Lembro-me de, adolescente, ter lido As Vinhas da Ira e de pensar naqueles milhares de deserdados das terras atravessando a América, pobres, maltrapilhos, morrendo de frio e de fome, descalços, entre a poeira e o silêncio de filas intermináveis de camponeses em busca de um dia, dois dias de trabalho. Lembro-me da expulsão dos trabalhadores dos campos pela introdução dos tractores que substituíam o trabalho de dezenas de homens; e recordo que era com algum alívio que olhava essa América de trabalhadores famintos e deserdados como uma terra longínqua no espaço e, sobretudo, no tempo.
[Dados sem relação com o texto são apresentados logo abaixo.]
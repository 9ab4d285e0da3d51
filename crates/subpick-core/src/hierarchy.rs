//! Element hierarchy: the parent/child tree of semantically named model elements.
//!
//! Loaders deliver the hierarchy as a flat map `{ elementId: [name, parentId] }`
//! where the root's parent is [`ROOT_SENTINEL`]. [`build_tree`] turns it into a
//! [`TreeNode`] tree whose node ids are freshly assigned, so several models can
//! share one tree view without id collisions.

use std::cmp::Ordering;
use std::collections::HashMap;

use serde::{Deserialize, Serialize};

/// Parent marker of the root element.
pub const ROOT_SENTINEL: &str = "*";

/// Identifier of an element in a loaded model's hierarchy.
pub type ElementId = String;

/// Flat hierarchy as delivered by the loader.
pub type Hierarchy = HashMap<ElementId, HierarchyEntry>;

/// One element of the flat hierarchy. Serialized as `[name, parentIdOrSentinel]`.
#[derive(Debug, Clone, PartialEq, Eq, Serialize, Deserialize)]
#[serde(from = "(String, String)", into = "(String, String)")]
pub struct HierarchyEntry {
    pub name: String,
    /// Parent element id; `None` for the root.
    pub parent: Option<ElementId>,
}

impl HierarchyEntry {
    pub fn new(name: impl Into<String>, parent: Option<&str>) -> Self {
        Self {
            name: name.into(),
            parent: parent.map(str::to_string),
        }
    }
}

impl From<(String, String)> for HierarchyEntry {
    fn from((name, parent): (String, String)) -> Self {
        let parent = (parent != ROOT_SENTINEL).then_some(parent);
        Self { name, parent }
    }
}

impl From<HierarchyEntry> for (String, String) {
    fn from(entry: HierarchyEntry) -> Self {
        let parent = entry.parent.unwrap_or_else(|| ROOT_SENTINEL.to_string());
        (entry.name, parent)
    }
}

/// A node of the built element tree.
#[derive(Debug, Clone, PartialEq, Eq, Serialize, Deserialize)]
pub struct TreeNode {
    /// Freshly assigned tree id.
    pub id: u32,
    /// Element id from the source hierarchy.
    pub element_id: ElementId,
    pub name: String,
    pub children: Vec<TreeNode>,
}

impl TreeNode {
    /// Finds a node by tree id.
    #[must_use]
    pub fn find(&self, id: u32) -> Option<&TreeNode> {
        self.iter().find(|node| node.id == id)
    }

    /// Pre-order walk over this subtree.
    pub fn iter(&self) -> TreeIter<'_> {
        TreeIter { stack: vec![self] }
    }

    /// Returns the number of nodes in this subtree.
    #[must_use]
    pub fn len(&self) -> usize {
        self.iter().count()
    }

    /// A tree always contains at least its root.
    #[must_use]
    pub fn is_empty(&self) -> bool {
        false
    }
}

/// Pre-order iterator returned by [`TreeNode::iter`].
pub struct TreeIter<'a> {
    stack: Vec<&'a TreeNode>,
}

impl<'a> Iterator for TreeIter<'a> {
    type Item = &'a TreeNode;

    fn next(&mut self) -> Option<Self::Item> {
        let node = self.stack.pop()?;
        self.stack.extend(node.children.iter().rev());
        Some(node)
    }
}

impl<'a> IntoIterator for &'a TreeNode {
    type Item = &'a TreeNode;
    type IntoIter = TreeIter<'a>;

    fn into_iter(self) -> Self::IntoIter {
        self.iter()
    }
}

/// A built tree with the id mapping used for tree-view sync.
#[derive(Debug, Clone)]
pub struct BuiltTree {
    pub root: TreeNode,
    /// Element id -> assigned tree id, for every element of the hierarchy.
    pub node_ids: HashMap<ElementId, u32>,
}

/// Builds the element tree.
///
/// Every entry receives a sequential id starting at `start_id + 1`, in natural
/// order of element ids. Children are sorted by natural order of their names.
/// Returns `None` when the hierarchy has no root entry. Entries whose parent is
/// missing are assigned an id but are not reachable from the root.
pub fn build_tree(hierarchy: &Hierarchy, start_id: u32) -> Option<BuiltTree> {
    let mut element_ids: Vec<&str> = hierarchy.keys().map(String::as_str).collect();
    element_ids.sort_by(|a, b| natural_cmp(a, b));

    let position: HashMap<&str, usize> = element_ids
        .iter()
        .enumerate()
        .map(|(i, id)| (*id, i))
        .collect();

    let mut node_ids = HashMap::with_capacity(element_ids.len());
    let mut next_id = start_id;
    for id in &element_ids {
        next_id = next_id.saturating_add(1);
        node_ids.insert((*id).to_string(), next_id);
    }

    let mut children: Vec<Vec<usize>> = vec![Vec::new(); element_ids.len()];
    let mut roots = Vec::new();
    for (i, id) in element_ids.iter().enumerate() {
        let entry = &hierarchy[*id];
        match entry.parent.as_deref() {
            None => roots.push(i),
            Some(parent) => match position.get(parent) {
                Some(&p) => children[p].push(i),
                None => log::debug!("element '{id}' references missing parent '{parent}'"),
            },
        }
    }

    let name_of = |i: usize| hierarchy[element_ids[i]].name.as_str();
    for list in &mut children {
        list.sort_by(|&a, &b| natural_cmp(name_of(a), name_of(b)).then(a.cmp(&b)));
    }

    let &root = roots.first()?;
    if roots.len() > 1 {
        log::warn!(
            "hierarchy has {} root entries, using '{}'",
            roots.len(),
            element_ids[root]
        );
    }

    // Iterative pre-order walk, then assemble nodes bottom-up.
    let mut order = Vec::new();
    let mut stack = vec![root];
    while let Some(i) = stack.pop() {
        order.push(i);
        stack.extend(children[i].iter().copied());
    }

    let mut built: Vec<Option<TreeNode>> = vec![None; element_ids.len()];
    for &i in order.iter().rev() {
        let kids = children[i].iter().filter_map(|&c| built[c].take()).collect();
        let element_id = element_ids[i];
        built[i] = Some(TreeNode {
            id: node_ids[element_id],
            element_id: element_id.to_string(),
            name: name_of(i).to_string(),
            children: kids,
        });
    }

    Some(BuiltTree {
        root: built[root].take()?,
        node_ids,
    })
}

/// Numeric-aware string ordering: `"part2" < "part10"`.
///
/// Digit runs compare by value, everything else compares case-insensitively,
/// with a plain byte comparison as the final tie-break.
pub fn natural_cmp(a: &str, b: &str) -> Ordering {
    let (ab, bb) = (a.as_bytes(), b.as_bytes());
    let (mut i, mut j) = (0, 0);
    while i < ab.len() && j < bb.len() {
        if ab[i].is_ascii_digit() && bb[j].is_ascii_digit() {
            let run_a = digit_run(ab, i);
            let run_b = digit_run(bb, j);
            let ord = compare_digit_runs(&ab[i..run_a], &bb[j..run_b]);
            if ord != Ordering::Equal {
                return ord;
            }
            i = run_a;
            j = run_b;
        } else {
            let ord = ab[i].to_ascii_lowercase().cmp(&bb[j].to_ascii_lowercase());
            if ord != Ordering::Equal {
                return ord;
            }
            i += 1;
            j += 1;
        }
    }
    (ab.len() - i)
        .cmp(&(bb.len() - j))
        .then_with(|| a.cmp(b))
}

fn digit_run(bytes: &[u8], from: usize) -> usize {
    bytes[from..]
        .iter()
        .position(|c| !c.is_ascii_digit())
        .map_or(bytes.len(), |p| from + p)
}

fn compare_digit_runs(a: &[u8], b: &[u8]) -> Ordering {
    let strip = |s: &[u8]| -> usize { s.iter().take_while(|&&c| c == b'0').count() };
    let (a, b) = (&a[strip(a)..], &b[strip(b)..]);
    a.len().cmp(&b.len()).then_with(|| a.cmp(b))
}
//! subpick: sub-element picking and selection for batched model rendering.
//!
//! Large CAD/FEM models are drawn as a few merged meshes, each covering many
//! named elements through *draw ranges* (spans of the index buffer). This
//! crate lets a click on such a batch select, highlight, hide and name one
//! element without splitting the geometry.
//!
//! # Quick Start
//!
//! ```no_run
//! use subpick::*;
//!
//! fn main() -> Result<()> {
//!     init_logging();
//!
//!     let options = Options::default();
//!     let index = DrawRangeIndex::from_options(&options)?;
//!     let mut coordinator = SelectionCoordinator::new(Scene::new(options), index, (800, 600));
//!
//!     // Register meshes on coordinator.scene_mut() and model metadata with
//!     // coordinator.register_model(..), then forward clicks:
//!     coordinator.handle_click(&PointerEvent::shift_click(400.0, 300.0));
//!
//!     // Once per frame, apply whatever the index worker has answered
//!     coordinator.poll();
//!     Ok(())
//! }
//! ```
//!
//! # Architecture
//!
//! - [`Scene`] owns the meshes, point clouds and the [`SelectionStore`]
//! - [`DrawRangeIndex`] hosts the model cache on a worker thread
//! - [`HitResolver`]s turn a pointer position into a hit
//! - [`SelectionCoordinator`] ties them together and notifies [`SelectionListener`]s,
//!   picking up index answers from [`SelectionCoordinator::poll`]

// Viewport sizes are converted to float aspect ratios
#![allow(clippy::cast_precision_loss)]
#![allow(clippy::missing_errors_doc)]
#![allow(clippy::must_use_candidate)]

pub mod coordinator;
pub mod index;
pub mod resolver;

pub use coordinator::{ObjectInfo, PointerEvent, SelectionCoordinator, SelectionListener};
pub use index::{DrawRangeIndex, Pending};
pub use resolver::{GpuPointResolver, Hit, HitResolver, HitTarget, PickQuery, RaycastResolver};

// Re-export core types
pub use subpick_core::{
    BatchedPickableMesh, CacheBackend, DrawRange, DrawRangeMap, Hierarchy, HierarchyEntry,
    JsonDirBackend, Mat4, Material, MaterialSlot, MemoryBackend, MeshDrawRanges, MeshId,
    ModelCacheEntry, Options, PickError, Pickable, PointCloud, PointMaterial, PointsId, RangeId,
    Ray, Registry, Result, Scene, SelectionSnapshot, SelectionStore, Span, TreeNode, Vec2, Vec3,
    Vec4,
};

// Re-export render types
pub use subpick_render::{Camera, GpuContext, GpuPointPicker, PointPick, ProjectionMode};

/// Installs `env_logger`, reading the level from `RUST_LOG`.
///
/// Safe to call more than once; later calls are no-ops.
pub fn init_logging() {
    if env_logger::try_init().is_ok() {
        log::debug!("logging initialized");
    }
}

/// Creates a headless GPU point picker, or `None` when no adapter is available.
pub fn headless_point_picker() -> Option<GpuPointPicker> {
    use pollster::FutureExt;

    match GpuContext::new_headless().block_on() {
        Ok(gpu) => Some(GpuPointPicker::new(&gpu.device, &gpu.queue)),
        Err(e) => {
            log::warn!("GPU point picking unavailable: {e}");
            None
        }
    }
}
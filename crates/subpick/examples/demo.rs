//! Demo showing click-driven selection on a batched model.
//!
//! Builds a row of beams merged into one mesh, registers the model's element
//! hierarchy and draw ranges, then replays a few clicks and prints what the
//! view would show. Run with `RUST_LOG=debug` to see the index traffic.

use subpick::*;

const BEAMS: u32 = 8;
const VIEWPORT: (u32, u32) = (800, 200);

/// Printing listener standing in for the object-info panel and tree view.
struct Console;

impl SelectionListener for Console {
    fn on_object_info(&mut self, info: Option<&ObjectInfo>) {
        match info {
            Some(info) => println!(
                "  picked {} (range {}, face {}) at ({:.3}, {:.3}, {:.3})",
                info.name.as_deref().unwrap_or("<unnamed>"),
                info.range_id.as_deref().unwrap_or("-"),
                info.index,
                info.coordinates.x,
                info.coordinates.y,
                info.coordinates.z
            ),
            None => println!("  picked nothing"),
        }
    }

    fn on_tree_selection(&mut self, node_ids: &[u32]) {
        println!("  tree selection: {node_ids:?}");
    }

    fn on_model_tree(&mut self, key: &str, root: &TreeNode) {
        println!("model '{key}': tree '{}' with {} nodes", root.name, root.len());
    }
}

/// Stands in for the render loop: poll once per frame until the index is idle.
fn run_frames(coordinator: &mut SelectionCoordinator) {
    let mut frames = 0;
    while coordinator.poll() > 0 {
        frames += 1;
        std::thread::sleep(std::time::Duration::from_millis(16));
    }
    if frames > 0 {
        println!("  ({frames} frame(s) until the index answered)");
    }
}

/// One quad per beam, in a row along X, each beam its own draw range.
fn batched_beams() -> (BatchedPickableMesh, Hierarchy, MeshDrawRanges) {
    let mut positions = Vec::new();
    let mut indices = Vec::new();
    let mut ranges = DrawRangeMap::new();
    let mut hierarchy = Hierarchy::new();
    hierarchy.insert("frame".to_string(), HierarchyEntry::new("Frame", None));

    for i in 0..BEAMS {
        let x0 = -2.0 + i as f32 * 0.5;
        let base = i * 4;
        positions.extend([
            Vec3::new(x0, -0.2, 0.0),
            Vec3::new(x0 + 0.4, -0.2, 0.0),
            Vec3::new(x0 + 0.4, 0.2, 0.0),
            Vec3::new(x0, 0.2, 0.0),
        ]);
        indices.extend([base, base + 1, base + 2, base, base + 2, base + 3]);

        let id = format!("beam-{i}");
        ranges.insert(id.clone(), Span::new(i * 6, 6));
        hierarchy.insert(id, HierarchyEntry::new(format!("Beam {}", i + 1), Some("frame")));
    }

    let mesh = BatchedPickableMesh::new(
        "beams",
        positions,
        indices,
        ranges.clone(),
        Material::new("steel", Vec4::new(0.7, 0.7, 0.72, 1.0)),
        Vec4::new(1.0, 0.55, 0.0, 1.0),
    )
    .with_model_key("frame#1");

    (mesh, hierarchy, MeshDrawRanges::from([("beams".to_string(), ranges)]))
}

fn main() -> Result<()> {
    init_logging();

    let options = Options {
        gpu_point_picking: false,
        ..Options::default()
    };
    let index = DrawRangeIndex::from_options(&options)?;
    let mut coordinator = SelectionCoordinator::new(Scene::new(options), index, VIEWPORT);
    coordinator.camera_mut().position = Vec3::new(0.0, 0.0, 4.0);
    coordinator.add_listener(Box::new(Console));

    let (mesh, hierarchy, draw_ranges) = batched_beams();
    coordinator.scene_mut().add_mesh(mesh);
    coordinator.register_model("frame#1", hierarchy, draw_ranges);
    run_frames(&mut coordinator);

    let clicks = [
        ("click", PointerEvent::click(330.0, 100.0)),
        ("shift-click", PointerEvent::shift_click(470.0, 100.0)),
        ("shift-click", PointerEvent::shift_click(330.0, 100.0)),
        ("click empty", PointerEvent::click(400.0, 10.0)),
    ];
    for (label, event) in clicks {
        println!("{label} at {}", event.position);
        coordinator.handle_click(&event);
        println!("  {} range(s) selected", coordinator.scene().selection.len());
        run_frames(&mut coordinator);
    }

    coordinator.select_by_names("frame#1", &["Beam 2".into(), "Beam 7".into()]);
    run_frames(&mut coordinator);
    let selected = coordinator.scene().selection.len();
    println!("selected {selected} beams by name; hiding them");
    coordinator.hide_selected();
    coordinator.show_all();

    Ok(())
}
Anos depois, ao ver o filme de John Ford, realizado em 1940 (com Henry Fonda no papel de Tom Joad), retomei essa sensação de assistir a uma Odisseia de "excluídos" que nos era dada pela cenografia e pelos figurinos da época. O filme tornou-se um êxito hollywoodesco, porventura porque uma parte da América quis prestar um tributo a esses migrantes, tão semelhantes aos que a tinham desbravado séculos antes.
Por cá, pela Europa, os Esteiros de Soeiro Pereira Gomes ou os filmes do neo-realismo, em especial os Ladrões de Bicicletas de Vittorio De Sica, numa escala mais pequena, já nessa época eram lidos ou vistos pela sua qualidade literária, pela inovação no género, pela estética das imagens. Eram, sobretudo, testemunhos de uma época.
Hoje, algo de impreciso mas que se impôs como urgente fez-me regressar à leitura de As Vinhas da Ira. Ao acabar de o ler, algo de profundamente inquietante habita as semelhanças: onde dantes os bancos se apropriavam das terras e das casas, hoje apropriam-se dos apartamentos de gente que não consegue pagar o empréstimo e a hipoteca; o número de despedidos aumenta diariamente e já não das terras, que há muito não têm lavoura quase nenhuma, mas das fábricas, das escolas, de empresas de serviços. Há já famílias que começaram a sua caminhada para o interior, onde o que restará de uma terra pode ser a hipótese de sobrevivência, ou então que emigraram para el dorados - como se vislumbrassem a Califórnia - que agora se chamam Brasil, Angola, Moçambique, Chile, México.
São 800 mil desempregados em Portugal, quatro milhões em Espanha, um milhão e cem mil na Grécia. O cenário não tem a espectacularidade de As Vinhas da Ira; a estrada 66, a do êxodo, foi substituída por auto-estradas menos poeirentas. As pessoas não caminham andrajosas, mas sabemos que se vestem com as mesmas roupas dias seguidos e que as refeições que tomam não permitem nem descrições literárias nem as imagens focadas da película. Mas, muitas vezes, já são apenas duas por dia para toda a família.
Acabo de ler o romance e constato que, para muitos, houve um retrocesso civilizacional; e que não há literatura que o salve.
É aqui que surge a impotência da cultura literária - e o desejo de que As Vinhas da Ira fossem apenas ficção, então como agora. E o desejo de que aqueles que podem alterar isto lessem este e outros romances, tomassem consciência, agissem como protagonistas sobre a História, alterassem o estado de sítio.